St. Aloysius’ principal honored by Department of Education

Maryann Hayslip, principal of St. Aloysius School, was photographed along with Father John Stoltz, pastor of St. Aloysius Church, Oct. 15 on the school’s campus in Pewee Valley, Ky. (Photo Special to The Record)

Maryann Hayslip, principal of St. Aloysius School in Pewee Valley, Ky., is the recipient of the 2020 Terrel H. Bell Award for Outstanding School Leadership given by the U.S. Department of Education.

St. Aloysius is also one of the schools which earned the designation of Blue Ribbon School this year. Hayslip is one of 10 educators in the nation to receive the award. She will be recognized during the National Blue Ribbon Schools awards ceremony which will be held on a virtual platform Nov. 11.

Hayslip said the Bell Award is “another great accomplishment for the whole school.”

“I couldn’t win without the backing of the faculty, staff, parents and students. Everyone is willing to try something new and outside the box. It’s a community effort,” she said.

She noted that she’s proud of the school’s focus on nurturing the whole child — academically, socially, spiritually and emotionally.

“For us nurturing the whole child gives us an edge and puts us in a niche,” she said.

She has served at St. Aloysius for 16 years, 13 of those as principal.

Hayslip expects the best from herself and brings out the best in the school, according to a press release from St. Aloysius.

“She works tirelessly to build on the strengths of the school community and identifies areas needing improvements. Described as a passionate servant-style leader by educators, Principal Hayslip instills a strong school community, built on communication and collaboration, to focus on continuous improvement and the growth and development of every teacher and student,” said the release.

She is described as a “life-long learner.” She is “always looking for ways to build teachers’ capacities which impact students,” the press release said.
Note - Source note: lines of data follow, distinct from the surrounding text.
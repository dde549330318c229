pub mod document;
pub mod models;
pub mod queries;

use models::Sample;
use rusqlite::Connection;
use serde::Deserialize;
use std::path::{Path, PathBuf};
use thiserror::Error;

pub use document::{DocumentError, DocumentStore};

#[derive(Error, Debug)]
pub enum DbError {
    #[error("SQLite error: {0}")]
    Sqlite(#[from] rusqlite::Error),
    #[error("Migration failed: {0}")]
    Migration(String),
    #[error("Corrupt row for sample {id}: {message}")]
    CorruptRow { id: String, message: String },
}

pub type Result<T> = std::result::Result<T, DbError>;

/// Load/save contract shared by every persistence backend.
///
/// `load` never fails: a missing or unreadable store is an empty library.
/// `save` replaces the whole persisted sample set.
pub trait SampleStore {
    type Error: std::error::Error;

    fn load(&self) -> Vec<Sample>;
    fn save(&self, samples: &[Sample]) -> std::result::Result<(), Self::Error>;
}

/// Embedded relational backend.
pub struct Database {
    pub conn: Connection,
}

impl Database {
    pub fn open(path: &Path) -> Result<Self> {
        if let Some(parent) = path.parent() {
            std::fs::create_dir_all(parent).ok();
        }
        let conn = Connection::open(path)?;
        let db = Self { conn };
        db.init()?;
        Ok(db)
    }

    pub fn open_in_memory() -> Result<Self> {
        let conn = Connection::open_in_memory()?;
        let db = Self { conn };
        db.init()?;
        Ok(db)
    }

    fn init(&self) -> Result<()> {
        self.conn.pragma_update(None, "journal_mode", "WAL")?;
        self.conn.pragma_update(None, "synchronous", "NORMAL")?;
        self.migrate()?;
        Ok(())
    }

    fn migrate(&self) -> Result<()> {
        let version: i32 = self
            .conn
            .pragma_query_value(None, "user_version", |row| row.get(0))
            .unwrap_or(0);

        if version > SCHEMA_VERSION {
            return Err(DbError::Migration(format!(
                "database schema v{version} is newer than supported v{SCHEMA_VERSION}"
            )));
        }
        if version < 1 {
            self.migrate_v1()?;
        }

        self.conn.pragma_update(None, "user_version", SCHEMA_VERSION)?;
        Ok(())
    }

    /// V1: one row per sample, keyed by id.
    fn migrate_v1(&self) -> Result<()> {
        self.conn.execute_batch(
            "
            CREATE TABLE IF NOT EXISTS samples (
                id                TEXT PRIMARY KEY NOT NULL,
                position          INTEGER NOT NULL,
                path              TEXT NOT NULL,
                tags              TEXT NOT NULL DEFAULT '',
                created_at        TEXT NOT NULL,

                -- Probed metadata, each independently nullable
                duration_seconds  REAL,
                sample_rate       REAL,
                bit_depth         INTEGER,
                format            TEXT,
                file_created      TEXT,
                file_size_bytes   INTEGER
            );

            CREATE INDEX IF NOT EXISTS idx_samples_position ON samples(position);
            ",
        )?;
        Ok(())
    }
}

const SCHEMA_VERSION: i32 = 1;

impl SampleStore for Database {
    type Error = DbError;

    fn load(&self) -> Vec<Sample> {
        match self.load_samples() {
            Ok(samples) => samples,
            Err(e) => {
                log::warn!("Could not load samples from database: {}", e);
                Vec::new()
            }
        }
    }

    fn save(&self, samples: &[Sample]) -> Result<()> {
        self.replace_samples(samples)
    }
}

/// Which backend a library file uses.
#[derive(Debug, Clone, Copy, PartialEq, Eq, Default, Deserialize, clap::ValueEnum)]
#[serde(rename_all = "lowercase")]
pub enum BackendKind {
    #[default]
    Json,
    Sqlite,
}

impl BackendKind {
    pub fn default_file_name(&self) -> &'static str {
        match self {
            Self::Json => "library.json",
            Self::Sqlite => "library.db",
        }
    }
}

#[derive(Error, Debug)]
pub enum StoreError {
    #[error(transparent)]
    Db(#[from] DbError),
    #[error(transparent)]
    Document(#[from] DocumentError),
}

/// Runtime-selected persistence backend.
pub enum Store {
    Document(DocumentStore),
    Sqlite(Database),
}

impl Store {
    pub fn open(kind: BackendKind, path: &Path) -> std::result::Result<Self, StoreError> {
        match kind {
            BackendKind::Json => Ok(Self::Document(DocumentStore::new(path))),
            BackendKind::Sqlite => Ok(Self::Sqlite(Database::open(path)?)),
        }
    }

    pub fn in_memory() -> std::result::Result<Self, StoreError> {
        Ok(Self::Sqlite(Database::open_in_memory()?))
    }

    pub fn kind(&self) -> BackendKind {
        match self {
            Self::Document(_) => BackendKind::Json,
            Self::Sqlite(_) => BackendKind::Sqlite,
        }
    }

    pub fn location(&self) -> Option<PathBuf> {
        match self {
            Self::Document(doc) => Some(doc.path().to_path_buf()),
            Self::Sqlite(db) => db.conn.path().filter(|p| !p.is_empty()).map(PathBuf::from),
        }
    }
}

impl SampleStore for Store {
    type Error = StoreError;

    fn load(&self) -> Vec<Sample> {
        match self {
            Self::Document(doc) => doc.load(),
            Self::Sqlite(db) => db.load(),
        }
    }

    fn save(&self, samples: &[Sample]) -> std::result::Result<(), StoreError> {
        match self {
            Self::Document(doc) => doc.save(samples)?,
            Self::Sqlite(db) => db.save(samples)?,
        }
        Ok(())
    }
}

#[cfg(test)]
mod tests {
    use super::*;
    use crate::db::models::Sample;
    use chrono::{TimeZone, Utc};

    pub(crate) fn full_sample() -> Sample {
        let mut s = Sample::new("/lib/drums/kick.wav", vec!["drums".into(), "live".into()]);
        s.duration_seconds = Some(2.5);
        s.sample_rate = Some(48000.0);
        s.bit_depth = Some(24);
        s.format = Some("wav".into());
        s.file_created = Some(Utc.with_ymd_and_hms(2024, 3, 9, 14, 30, 5).unwrap());
        s.file_size_bytes = Some(720_044);
        s
    }

    pub(crate) fn bare_sample() -> Sample {
        Sample::new("/lib/fx/riser.ogg", vec![])
    }

    #[test]
    fn test_store_backends_are_interchangeable() {
        let dir = tempfile::tempdir().unwrap();
        let samples = vec![full_sample(), bare_sample()];

        let json = Store::open(BackendKind::Json, &dir.path().join("lib.json")).unwrap();
        json.save(&samples).unwrap();
        let from_json = json.load();

        let sqlite = Store::open(BackendKind::Sqlite, &dir.path().join("lib.db")).unwrap();
        sqlite.save(&from_json).unwrap();
        let from_sqlite = sqlite.load();

        assert_eq!(from_json, samples);
        assert_eq!(from_sqlite, samples);
    }

    #[test]
    fn test_store_kind_and_location() {
        let dir = tempfile::tempdir().unwrap();
        let path = dir.path().join("lib.json");
        let store = Store::open(BackendKind::Json, &path).unwrap();
        assert_eq!(store.kind(), BackendKind::Json);
        assert_eq!(store.location(), Some(path));

        let mem = Store::in_memory().unwrap();
        assert_eq!(mem.kind(), BackendKind::Sqlite);
        assert_eq!(mem.location(), None);
    }

    #[test]
    fn test_migrate_is_idempotent() {
        let dir = tempfile::tempdir().unwrap();
        let path = dir.path().join("lib.db");
        {
            let db = Database::open(&path).unwrap();
            db.save(&[full_sample()]).unwrap();
        }
        let db = Database::open(&path).unwrap();
        assert_eq!(db.load().len(), 1);
    }
}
Last year, Hayslip led the school in adopting Calm and Loving Minds Achieve (CALMA), a curriculum focused on preventative behavior and students’ social and emotional well-being. CALMA focuses on the “development of students’ self-regulation, awareness of the present moment, social skills and focused attention.”

Earlier in the year when the school was closed due to the COVID-19 pandemic, Hayslip “ensured that students had continued access to the CALMA curriculum by creating social-emotional days, family learning days, and new weekly lessons taught by the counselor,” said the release.

Leisa Schulz, superintendent of schools in the Archdiocese of Louisville, said she is “thrilled for St. Aloysius” and “proud and excited for the Archdiocese of Louisville.”

“I think it’s well-deserved. She’s an excellent representative of what an exceptional Catholic school leader is. She is innovative and creative as evidenced by the CALMA program she led,” said Schulz. “Even more noteworthy, when the school transitioned to remote learning she found a way to continue the program because she knew it was needed.”

Schulz said Hayslip serves on various committees and advisory groups in the archdiocese and that she is a leader who takes initiative. “She is very humble and collaborative. She involves everyone but serves as a catalyst.”

Schulz also described her as a “woman of strong Catholic identity.

“I think everything she looks at and implements is tied to what’s going on in the parish community and Catholic culture,” she said.

Schulz added that Hayslip places the needs of St. Aloysius’ students at the center of all she does.

“She’s created a wonderful culture among the teachers, parents and parish community. That accounts for the school’s two Blue Ribbon Awards,” said Schulz. St. Aloysius earned its first Blue Ribbon distinction in 2014.

The U.S. Department of Education said the award “recognizes outstanding school leaders and the vital role they play in guiding students and schools to excellence, frequently under challenging circumstances. Award recipients have transformed their schools. Their vision and collaborative leadership styles have produced outstanding results for all students, regardless of race/ethnicity, language proficiency, or socioeconomic status. They have shown that – with effective leadership and teaching and a firm conviction – all students can learn.”

Bell Award recipients are chosen from among principals whose schools are named Blue Ribbon Schools. The award is named after Terrel H. Bell, an educator who served as Secretary of Education in the 1980s and who founded the National Blue Ribbon Schools program.